For me it was very easy. I just realised that not only did I not believe, but that I had no reason to believe. I looked around and saw that the world was beautiful and made sense with no need for anything supernatural.
It felt like escaping from being buried alive.
It sounds like an easy decision, and for you I’m glad it was easy…but for me I had years and years of brainwashing that told me if I STOPPED believing, I was going to be damned to hell. Then came Rob Bell (I still haven’t read his book but I want to) and the whole “is hell real” stuff, and it actually made a lot of sense and that’s when I stopped believing in hell. After that, it was a quick journey to “if I lose the REASON I’m believing (hell), why am I trying so hard?”
And yeah, it totally did. I posted on my Facebook wall once, something to the effect of (since I can’t find it right now), “I hear people say they feel free and happy because they found Jesus. Don’t feel sorry for me because I don’t follow him, I feel just as free and happy to NOT have him.”
I believe in Jesus, but not that the authors of the Bible were superhuman. They were inspired, but still very much human and their humanity fills their books- all sixty-six separate books. They mostly bear witness to the Divine, but some are so clearly written with a political/social/personal agenda that they should NOT be read without understanding that. We should use our brains when reading the Bible.
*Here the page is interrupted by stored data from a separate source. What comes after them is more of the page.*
use std::sync::Arc;

use futures::StreamExt;
use serde::Serialize;
use tracing::{debug, warn};

use crate::error::Result;
use crate::functions::AI_CHAT;
use crate::llm::sse::fragments;
use crate::llm::{parse_suggestions, ChatKind, ChatTurn, Role, TaskSuggestion};
use crate::platform::{require_session, Platform};

#[derive(Serialize)]
struct ChatRequest<'a> {
    messages: &'a [ChatTurn],
    #[serde(rename = "type")]
    kind: ChatKind,
}

/// One assistant conversation. Turns only ever reflect confirmed exchanges
/// plus the reply currently streaming in; a failed send leaves them as they
/// were before it.
///
/// `send` takes `&mut self` for the whole stream, so a second send on the
/// same chat cannot start until the first has finished.
pub struct AiChat {
    platform: Arc<dyn Platform>,
    kind: ChatKind,
    turns: Vec<ChatTurn>,
}

impl AiChat {
    pub fn new(platform: Arc<dyn Platform>, kind: ChatKind) -> Self {
        Self {
            platform,
            kind,
            turns: Vec::new(),
        }
    }

    pub fn with_turns(mut self, turns: Vec<ChatTurn>) -> Self {
        self.turns = turns;
        self
    }

    pub fn kind(&self) -> ChatKind {
        self.kind
    }

    pub fn turns(&self) -> &[ChatTurn] {
        &self.turns
    }

    pub fn clear(&mut self) {
        self.turns.clear();
    }

    /// Sends `text` and streams the reply into the trailing assistant turn,
    /// calling `on_update` after every change to the turns. Returns the full
    /// reply text.
    pub async fn send<F>(&mut self, text: &str, mut on_update: F) -> Result<String>
    where
        F: FnMut(&[ChatTurn]),
    {
        require_session(&*self.platform)?;

        let before = self.turns.len();
        self.turns.push(ChatTurn::user(text));
        on_update(&self.turns);

        match self.stream_reply(&mut on_update).await {
            Ok(reply) => {
                debug!(kind = ?self.kind, chars = reply.len(), "assistant reply complete");
                Ok(reply)
            }
            Err(error) => {
                warn!(error = %error, "assistant reply failed, rolling back");
                self.turns.truncate(before);
                on_update(&self.turns);
                Err(error)
            }
        }
    }

    async fn stream_reply<F>(&mut self, on_update: &mut F) -> Result<String>
    where
        F: FnMut(&[ChatTurn]),
    {
        let body = serde_json::to_value(ChatRequest {
            messages: &self.turns,
            kind: self.kind,
        })?;
        let response = self.platform.invoke(AI_CHAT, body).await?;

        let mut events = fragments(response);
        let mut reply = String::new();
        while let Some(event) = events.next().await {
            let event = event?;
            let Some(text) = event.text() else {
                continue;
            };
            reply.push_str(text);
            match self.turns.last_mut() {
                Some(turn) if turn.role == Role::Assistant => turn.content.clone_from(&reply),
                _ => self.turns.push(ChatTurn::assistant(reply.clone())),
            }
            on_update(&self.turns);
        }
        Ok(reply)
    }

    /// Task suggestions carried by the latest assistant turn of a `suggest`
    /// chat; empty before any reply.
    pub fn suggestions(&self) -> Result<Vec<TaskSuggestion>> {
        match self.turns.iter().rev().find(|turn| turn.role == Role::Assistant) {
            Some(turn) => parse_suggestions(&turn.content),
            None => Ok(Vec::new()),
        }
    }
}
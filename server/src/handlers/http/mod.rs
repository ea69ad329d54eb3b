pub mod auth;
pub mod routes;
pub mod users;
pub mod utils;

pub use routes::{Router, build_api_router};
use serde::Deserialize;

use crate::types::json_error::ErrorResponse;

// ---------------------------------------------------------------------------
// Login wire types
// ---------------------------------------------------------------------------

#[derive(Debug, Clone, Deserialize)]
pub struct LoginData {
    #[serde(default)]
    pub email: String,
    #[serde(default)]
    pub password: String,
}

// ---------------------------------------------------------------------------
// Login errors
// ---------------------------------------------------------------------------

#[derive(Debug)]
pub enum LoginError {
    UserNotFound,
    CredentialMismatch,
    MissingField(String),
    InvalidBody,
    DatabaseError,
    InternalError,
}

impl LoginError {
    pub fn to_code(&self) -> &'static str {
        match self {
            Self::UserNotFound => "USER_NOT_FOUND",
            Self::CredentialMismatch => "INVALID_CREDENTIALS",
            Self::MissingField(_) => "MISSING_FIELD",
            Self::InvalidBody => "INVALID_BODY",
            Self::DatabaseError => "DATABASE_ERROR",
            Self::InternalError => "INTERNAL_ERROR",
        }
    }

    pub fn to_message(&self) -> String {
        match self {
            Self::UserNotFound => "User not found".to_string(),
            Self::CredentialMismatch => "Email and password don't match".to_string(),
            Self::MissingField(field) => format!("Missing required field: {}", field),
            Self::InvalidBody => "Request body must be a JSON object".to_string(),
            Self::DatabaseError => "Database error occurred".to_string(),
            Self::InternalError => "An internal error occurred".to_string(),
        }
    }

    pub fn to_response(&self) -> ErrorResponse {
        ErrorResponse::new(self.to_code(), self.to_message())
    }
}
use std::fs;
use tracing::{debug, error, info};

use crate::types::server_config::{AppConfig, ConfigError, MAX_TOKEN_VALIDITY_DAYS};

pub fn load_config(path: &str) -> Result<AppConfig, ConfigError> {
    info!("Loading configuration from: {}", path);

    let contents = fs::read_to_string(path)?;
    debug!("Processing file: {}", path);

    if contents.trim().is_empty() {
        error!("Configuration file is empty");
        return Err(ConfigError::InvalidConfig("empty file".into()));
    }

    let config: AppConfig = toml::from_str(&contents)?;

    info!("Configuration loaded successfully");
    debug!("Config: {:?}", config);

    validate_config(&config)?;

    info!("Config validated");

    Ok(config)
}

pub fn validate_config(config: &AppConfig) -> Result<(), ConfigError> {
    if config.server.bind.is_empty() {
        return Err(ConfigError::InvalidConfig("bind cannot be empty".into()));
    }

    if config.database.max_connections == 0 {
        return Err(ConfigError::InvalidConfig(
            "max_connections must be greater than 0".into(),
        ));
    }

    let auth = &config.auth;
    if auth.private_key_path.is_empty() || auth.public_key_path.is_empty() {
        return Err(ConfigError::InvalidConfig(
            "private_key_path and public_key_path must both be set".into(),
        ));
    }

    if auth.issuer.is_empty() || auth.audience.is_empty() || auth.subject_prefix.is_empty() {
        return Err(ConfigError::InvalidConfig(
            "issuer, audience and subject_prefix cannot be empty".into(),
        ));
    }

    // A prefix ending in a digit would make `prefix + id` ambiguous to parse.
    if auth
        .subject_prefix
        .chars()
        .last()
        .is_some_and(|c| c.is_ascii_digit())
    {
        return Err(ConfigError::InvalidConfig(
            "subject_prefix cannot end with a digit".into(),
        ));
    }

    if auth.token_validity_days == 0 || auth.token_validity_days > MAX_TOKEN_VALIDITY_DAYS {
        return Err(ConfigError::InvalidConfig(format!(
            "token_validity_days must be between 1 and {}",
            MAX_TOKEN_VALIDITY_DAYS
        )));
    }

    if auth.not_before_secs >= auth.token_validity_secs() {
        return Err(ConfigError::InvalidConfig(
            "not_before_secs must be shorter than the token validity window".into(),
        ));
    }

    if config.users.list_limit == 0 || config.users.list_limit > 1000 {
        return Err(ConfigError::InvalidConfig(
            "list_limit must be between 1 and 1000".into(),
        ));
    }

    Ok(())
}

#[cfg(test)]
mod tests {
    use super::*;
    use std::io::Write;

    fn write_config(contents: &str) -> tempfile::NamedTempFile {
        let mut file = tempfile::NamedTempFile::new().unwrap();
        file.write_all(contents.as_bytes()).unwrap();
        file
    }

    #[test]
    fn loads_full_file() {
        let file = write_config(
            r#"
[server]
bind = "0.0.0.0"
port = 9090

[database]
url = "sqlite::memory:"
max_connections = 1

[auth]
private_key_path = "k/priv.pem"
public_key_path = "k/pub.pem"
issuer = "tests"
audience = "suite"
subject_prefix = "user:"
token_validity_days = 1
not_before_secs = 0

[users]
list_limit = 10
"#,
        );

        let cfg = load_config(file.path().to_str().unwrap()).unwrap();
        assert_eq!(cfg.server.addr(), "0.0.0.0:9090");
        assert_eq!(cfg.database.url, "sqlite::memory:");
        assert_eq!(cfg.auth.issuer, "tests");
        assert_eq!(cfg.auth.subject_prefix, "user:");
        assert_eq!(cfg.users.list_limit, 10);
    }

    #[test]
    fn empty_file_is_rejected() {
        let file = write_config("   \n");
        let err = load_config(file.path().to_str().unwrap()).unwrap_err();
        assert!(matches!(err, ConfigError::InvalidConfig(_)));
    }

    #[test]
    fn missing_file_is_io_error() {
        let err = load_config("/definitely/not/here.toml").unwrap_err();
        assert!(matches!(err, ConfigError::Io(_)));
    }

    #[test]
    fn bad_toml_is_parse_error() {
        let file = write_config("[server\nport = ");
        let err = load_config(file.path().to_str().unwrap()).unwrap_err();
        assert!(matches!(err, ConfigError::TomlParse(_)));
    }

    #[test]
    fn zero_validity_is_rejected() {
        let mut cfg = AppConfig::default();
        cfg.auth.token_validity_days = 0;
        assert!(validate_config(&cfg).is_err());
    }

    #[test]
    fn oversized_validity_is_rejected() {
        let mut cfg = AppConfig::default();
        for days in [MAX_TOKEN_VALIDITY_DAYS + 1, 150_000_000_000_000, u64::MAX / 1000, u64::MAX] {
            cfg.auth.token_validity_days = days;
            assert!(
                matches!(validate_config(&cfg), Err(ConfigError::InvalidConfig(_))),
                "{} days should be rejected",
                days
            );
        }

        cfg.auth.token_validity_days = MAX_TOKEN_VALIDITY_DAYS;
        assert!(validate_config(&cfg).is_ok());
    }

    #[test]
    fn grace_longer_than_validity_is_rejected() {
        let mut cfg = AppConfig::default();
        cfg.auth.token_validity_days = 1;
        cfg.auth.not_before_secs = 86_400;
        assert!(validate_config(&cfg).is_err());
    }

    #[test]
    fn numeric_subject_prefix_is_rejected() {
        let mut cfg = AppConfig::default();
        cfg.auth.subject_prefix = "uid1".into();
        assert!(validate_config(&cfg).is_err());
    }

    #[test]
    fn list_limit_bounds_are_enforced() {
        let mut cfg = AppConfig::default();
        cfg.users.list_limit = 0;
        assert!(validate_config(&cfg).is_err());
        cfg.users.list_limit = 1001;
        assert!(validate_config(&cfg).is_err());
        cfg.users.list_limit = 50;
        assert!(validate_config(&cfg).is_ok());
    }

    #[test]
    fn bundled_config_file_is_valid() {
        let path = concat!(env!("CARGO_MANIFEST_DIR"), "/../config.toml");
        let cfg = load_config(path).unwrap();
        assert_eq!(cfg.server.addr(), "127.0.0.1:8080");
        assert_eq!(cfg.auth.token_validity_days, 30);
    }
}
I believe Jesus was the Word made flesh, but the Bible is NOT the Word of God. It bears witness to Jesus, who was called the Word. Clearly they are two very different things.
When modern evangelical Christianity is a thing of interest only to historians, they will remark that it was the doctrine of Biblical inerrancy, more than any other factor, that killed the faith. Of course true faith in God, and in Jesus, will continue until…well, until His second coming.
I just don’t think that means what evangelical/fundamentalist Christians think that means.
Your process sounds much like mine to from fundamental Christianity to agnosticism. For a few years after I left home I struggled with my faith and was scared to death of the prospect of not being a Christian after having undergone such intense brainwashing my whole life. But when I actually became an agnostic this past year, I had gotten used to the idea and it just made sense. And the longer I remain a non-Christian the more I see the flaws of my native faith and of religion in general.